What is critical consciousness?

Critical consciousness is how people learn to critically analyze their social conditions and act to change them.

“I plan on practicing more self-awareness, working on being a strong leader while giving others room to grow, and I intend on doing what I can to ensure I continue to grow as a teacher, person, and friend in the camp environment, and outside.” — high school leader

“I was being bullied by another kid in my class who was in the same cabin. The kid that was bullying me was a racist, and my [high school leader] was able to call him out about it in a way that didn’t escalate the situation. And I wanted to be able to be that [high school leader] when I got older.” — high school leader

Three elements of critical consciousness

Critical reflection

When a person or group of people:

  • Analyze their community (at any level)
  • See that people are not being treated equitably
  • Reject those inequities as immoral

These inequities could be social, economic, racial/ethnic or gender based.

Political efficacy

When a person or a group feels they can affect social or political change. If people feel that they can create change, they are more likely to take critical action.

Critical action

When a person or group of people work to fix existing or create new policies or practices that are fair to all social, economic, racial/ethnic or gender-based communities.

How can we support the development of critical consciousness in high school leaders?

Value and train

The programs we studied all valued their high school leaders and they invested in their experience and training. These programs recognized that high school leaders benefit from participation. When developing curriculum, these programs considered the learning and development of both fifth and sixth grade students and high school leaders.

Involvement and planning

High school leaders should be involved in evaluation (formal and informal) and planning.

For example, high school leaders told staff that the weekend overnight training they attended had not prepared them for leadership experiences at outdoor school. Staff listened to these concerns and invited high school leaders into the planning process the next year. Students built the program’s schedule, determined topics and activities, and facilitated training with staff as assistants. The program departed from traditional K–12 education approaches, inviting high school leaders into strategic planning, curricular development and informal evaluation.

This approach is rooted in the social emotional learning concept of “student voice and choice.”

What is teaching for equity consciousness for high school leaders?

Equity consciousness is when people are aware of or think about how others are being treated. This includes how well they understand the many types of unfair treatment, and how willing they are to join in the task of finding fair solutions.

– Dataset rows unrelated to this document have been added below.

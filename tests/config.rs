use serde_json::json;

use choromap::classify::ColorScheme;
use choromap::config::AppConfig;

fn datafile_input() -> serde_json::Value {
    json!({
        "kind": "geojson-datafile",
        "geojsonFileName": "nl1869.geojson",
        "dataFileName": "mentions_monthly.parquet",
        "idColumnGeojson": "statcode",
        "idColumnDataFile": "cbscode",
        "categoryColumns": ["year", "month", "disease"],
        "valueColumn": "mention_rate",
        "legendTitle": "Mention Rate",
        "mapColorConfig": {
            "minValue": 0.0,
            "maxValue": 1.0,
            "numBins": 5,
            "colorScheme": "magma",
            "dynamic": true,
            "colorSchemeInverted": false
        },
        "initialFiltering": { "year": "1918", "disease": "influenza" },
        "mapDescription": {
            "title": "Disease mentions",
            "description": "Monthly newspaper mention rate per municipality."
        }
    })
}

#[test]
fn full_datafile_config_round_trips_every_field() {
    let config = AppConfig::validate(datafile_input()).expect("valid config");
    let AppConfig::GeojsonDatafile(cfg) = config else {
        panic!("expected geojson-datafile variant");
    };
    assert_eq!(cfg.data_file_name, "mentions_monthly.parquet");
    assert_eq!(cfg.id_column_data_file, "cbscode");
    assert_eq!(cfg.category_columns, vec!["year", "month", "disease"]);
    assert_eq!(cfg.map_color_config.num_bins, 5);
    assert_eq!(cfg.map_color_config.color_scheme, Some(ColorScheme::Magma));
    assert!(cfg.map_color_config.dynamic);
    let filtering = cfg.initial_filtering.expect("initial filtering");
    assert_eq!(filtering["year"], "1918");
    assert_eq!(filtering["disease"], "influenza");
    let description = cfg.map_description.expect("map description");
    assert_eq!(description.title, "Disease mentions");
}

#[test]
fn datafile_fields_are_required_by_the_discriminant() {
    let mut input = datafile_input();
    input.as_object_mut().unwrap().remove("valueColumn");
    assert!(AppConfig::validate(input).is_err());

    // The same field is not required for the boundary-only shape.
    let config = AppConfig::validate(json!({
        "kind": "geojson-only",
        "geojsonFileName": "nederland.geojson",
        "idColumnGeojson": "statcode",
        "legendTitle": "Municipalities"
    }))
    .expect("geojson-only config");
    assert!(matches!(config, AppConfig::GeojsonOnly(_)));
}

#[test]
fn min_value_above_max_value_is_reported_on_min_value() {
    let mut input = datafile_input();
    input["mapColorConfig"]["minValue"] = json!(2.0);
    input["mapColorConfig"]["maxValue"] = json!(1.0);
    let err = AppConfig::validate(input).unwrap_err();
    assert!(
        err.violations
            .iter()
            .any(|v| v.path == "mapColorConfig.minValue")
    );
    assert!(err.to_string().contains("minValue"));
}

#[test]
fn validated_configs_keep_ordered_bounds() {
    let config = AppConfig::validate(datafile_input()).expect("valid config");
    let AppConfig::GeojsonDatafile(cfg) = config else {
        panic!("expected geojson-datafile variant");
    };
    assert!(cfg.map_color_config.min_value <= cfg.map_color_config.max_value);
}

Four elements of teaching for equity consciousness

  1. Outdoor, experiential and environmental education requires excellent equitable teaching (see self-evaluation tools).
  2. Adults are responsible for student learning and development.
  3. Educators must consider all intersecting elements of children’s identities.
  4. Traditional school practices do not work for all children. Just and equitable education requires practical changes.

Why must we teach for equity consciousness and develop critical consciousness?

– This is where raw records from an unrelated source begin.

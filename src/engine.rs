use anyhow::Result;

/// One result row from the query engine, keyed by output column name.
pub type Row = serde_json::Map<String, serde_json::Value>;

/// Contract of the analytical engine this crate builds queries for.
///
/// The engine owns dataset registration and query execution; this crate only
/// constructs query strings and interprets the returned rows. Implementations
/// are expected to execute queries one at a time per registered dataset;
/// callers of this crate never issue overlapping queries themselves.
pub trait QueryEngine {
    /// Executes a query and returns its rows. Errors propagate unchanged to
    /// the caller, wrapped in the source-level taxonomy.
    fn execute_query(&mut self, query: &str) -> Result<Vec<Row>>;

    /// Registers raw dataset bytes under `handle` so queries can reference
    /// the dataset through a read function, e.g. `read_csv('handle')`.
    fn register_dataset(&mut self, handle: &str, bytes: &[u8]) -> Result<()>;

    /// Releases the connection and every registered dataset.
    fn close_connection(&mut self) -> Result<()>;
}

Our data show that elements of critical consciousness displayed by high school leaders included their awareness of inequity in the outdoor school setting and their ability to articulate alternatives to make outdoor school more inclusive.

For example, one high school leader described interrupting a microaggression toward an English language learner by another student, which led to a change in how English language learners were supported in field studies through more inclusive practices, such as translated materials and interpreters.

Another example is when students modeled the use of inclusive language with personal pronouns and introduced themselves to younger students using their racial and gender identities. “The ability to recognize and analyze systems of inequality and the commitment to act against systems” can motivate marginalized students.

We assert that when outdoor school programs purposefully teach for equity consciousness with high school leaders, and they develop critical consciousness, outdoor school becomes a more inclusive space for all students involved.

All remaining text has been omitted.